While there are no guarantees in the world of finance, taking these three steps will provide a basic level of protection against becoming a victim of the next Ponzi scheme that rears its ugly head.

If you are interested in hearing more about the biggest investment fraud in history, watch this TV interview that I did on the subject of Bernie Madoff. Although this was four years ago, the points remain the same. If anything, there are more frauds out there and we need to be more careful than ever. So be wary and tread with caution.

The Investment Scam That Will Wipe You Out

Sunday, June 10th, 2012

A new fraudster has just turned himself into the police for defrauding investors out of millions of dollars (or shekels, actually, as this guy was in Israel). But the story is the same as when Mr. Ponzi himself was inventing the Ponzi scheme.

Want to blame the government or the regulators? As they say, all that blame and five bucks will get you a cup of coffee. I would not want to blame the victim, but let’s look at some of the facts in the case. In fact, these points are the same in almost all of the fraud cases I have read about in my two decades on Wall Street:

The clients gave money directly to the investment advisor.

The clients did not get statements from a bank or brokerage account.

The clients believed the investment advisor who said he could make totally unrealistic gains … guaranteed!

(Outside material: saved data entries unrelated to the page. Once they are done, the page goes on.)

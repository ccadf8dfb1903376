/// The bounding box of one connected region, in grid coordinates (row 0 at
/// the top). Both bounds are inclusive.
#[derive(Debug, Clone, Copy, PartialEq, Eq)]
pub struct IslandRect {
    min_x: u16,
    min_y: u16,
    max_x: u16,
    max_y: u16,
}

impl IslandRect {
    /// A rectangle covering the single cell `(x, y)`.
    #[must_use]
    pub fn new(x: u16, y: u16) -> Self {
        Self {
            min_x: x,
            min_y: y,
            max_x: x,
            max_y: y,
        }
    }

    /// Grows the rectangle to include `(x, y)`.
    pub fn add_pixel(&mut self, x: u16, y: u16) {
        self.min_x = self.min_x.min(x);
        self.min_y = self.min_y.min(y);
        self.max_x = self.max_x.max(x);
        self.max_y = self.max_y.max(y);
    }

    #[must_use]
    pub fn min_x(&self) -> u16 {
        self.min_x
    }

    #[must_use]
    pub fn min_y(&self) -> u16 {
        self.min_y
    }

    #[must_use]
    pub fn max_x(&self) -> u16 {
        self.max_x
    }

    #[must_use]
    pub fn max_y(&self) -> u16 {
        self.max_y
    }

    #[must_use]
    pub fn width(&self) -> u16 {
        self.max_x - self.min_x + 1
    }

    #[must_use]
    pub fn height(&self) -> u16 {
        self.max_y - self.min_y + 1
    }
}
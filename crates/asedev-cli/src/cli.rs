mod icon;
mod import;
mod info;

use clap::Parser;

#[derive(Parser)]
#[clap(name = "asedev", version)]
pub(crate) struct Cli {
    #[clap(subcommand)]
    command: Cmd,
}

impl Cli {
    pub(crate) fn run(&self) -> anyhow::Result<()> {
        match &self.command {
            Cmd::Info(info) => info.run()?,
            Cmd::Import(import) => import.run()?,
            Cmd::Icon(icon) => icon.run()?,
        }
        Ok(())
    }
}

#[derive(clap::Subcommand)]
enum Cmd {
    /// Prints the header, layer tree and chunks of a file.
    #[clap(name = "info")]
    Info(info::Info),

    /// Flattens a file into PNG textures, and optionally quads.
    #[clap(name = "import")]
    Import(import::Import),

    /// Writes the file icon as a PNG.
    #[clap(name = "icon")]
    Icon(icon::Icon),
}
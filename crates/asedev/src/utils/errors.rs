//! Errors describing malformed data found while reading a block.

use std::{error::Error as StdError, fmt::Display};

pub type BoxError = Box<dyn StdError + Send + Sync + 'static>;

/// A named byte range within the data being read.
#[derive(Debug, Clone)]
struct ScopeItem {
    start: usize,
    end: usize,
    description: String,
}

impl Display for ScopeItem {
    fn fmt(&self, f: &mut std::fmt::Formatter<'_>) -> std::fmt::Result {
        write!(f, "{} [{:#x}..{:#x}]", self.description, self.start, self.end)
    }
}

/// The chain of nested scopes a reader was opened in.
///
/// Each sub-reader extends its parent's chain, so an error raised deep in a
/// chunk can report every enclosing block.
#[derive(Debug, Clone)]
pub(crate) struct BlockContext {
    data_size: usize,
    scopes: Vec<ScopeItem>,
}

impl BlockContext {
    pub(crate) fn new_root(data_size: usize) -> Self {
        Self {
            data_size,
            scopes: Vec::new(),
        }
    }

    /// Create a child context covering the absolute range `start..end`.
    pub(crate) fn nested(&self, start: usize, end: usize, description: &str) -> Self {
        let mut scopes = self.scopes.clone();
        scopes.push(ScopeItem {
            start,
            end,
            description: description.to_owned(),
        });
        Self {
            data_size: self.data_size,
            scopes,
        }
    }

    pub(crate) fn create_error<E>(&self, offset: usize, source: E) -> InvalidDataError
    where
        E: Into<BoxError>,
    {
        InvalidDataError {
            offset,
            data_size: self.data_size,
            scopes: self.scopes.clone(),
            source: source.into(),
        }
    }
}

/// Data did not match the structure the reader expected.
#[derive(Debug)]
pub struct InvalidDataError {
    offset: usize,
    data_size: usize,
    scopes: Vec<ScopeItem>,
    source: BoxError,
}

impl InvalidDataError {
    /// The absolute byte offset at which the problem was detected.
    #[must_use]
    pub fn offset(&self) -> usize {
        self.offset
    }

    /// The description of the innermost scope, if any.
    #[must_use]
    pub fn scope(&self) -> Option<&str> {
        self.scopes.last().map(|item| item.description.as_str())
    }
}

impl Display for InvalidDataError {
    fn fmt(&self, f: &mut std::fmt::Formatter<'_>) -> std::fmt::Result {
        write!(
            f,
            "Invalid data at offset {:#x} of {:#x}: {}",
            self.offset, self.data_size, self.source
        )?;
        for scope in self.scopes.iter().rev() {
            write!(f, "\n  in {scope}")?;
        }
        Ok(())
    }
}

impl StdError for InvalidDataError {
    fn source(&self) -> Option<&(dyn StdError + 'static)> {
        Some(&*self.source)
    }
}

The clients believed there was little or no risk.

If these clients were children or severely mentally incompetent, I would agree with the argument that we need stronger regulations and better government oversight. But in the most recent case in Israel, and if we look at the biggest scandal ever – Madoff – we see that the clients were often very sophisticated professionals who were very experienced in all aspects of business.

Rather than going into the behavioral finance explanations for why even top-tier investors let greed trump caution, let’s get practical. (If you do want to learn about the psychological aspects of what makes people do the wrong thing, you can listen to my interview with Nobel Prize Laureate Daniel Kahneman on my radio show. You can see that interview on YouTube.)

In this blog post, I want to make only one basic point, and if you finish reading this article with this one take-away, you can feel pretty confident that you won’t get suckered into a fraudulent investment scheme. If it sounds too good to be true, it probably is. This idea came from my mother (also a Wall Street veteran, and author of a book for children about how the stock market works).

If Ponzi scam victims considered this core concept before getting involved, this is what they might have thought: “You’re promising me 1.5% profit every month. What do you think I am? Stupid? Not even Warren Buffet can do that.”

They would have continued to think: “You are guaranteeing my principal? Who do you think you are? A government guaranteeing its bonds? Germany guaranteeing the Greeks? You couldn’t possibly have enough money.”

Finally, they would have considered who custodies the money: “You are saving me the trouble of opening my own bank account and putting my money into your own account? And then you will just print up statements on your own laser printer? Come on, buddy, I wasn’t born yesterday.”

Which investment scammer has you in his sights? Who knows? But one thing is for sure – if you start by asking the most basic questions and not believing the unbelievable, you’re well on your way to protecting yourself. The scammer will just move on to his next victim.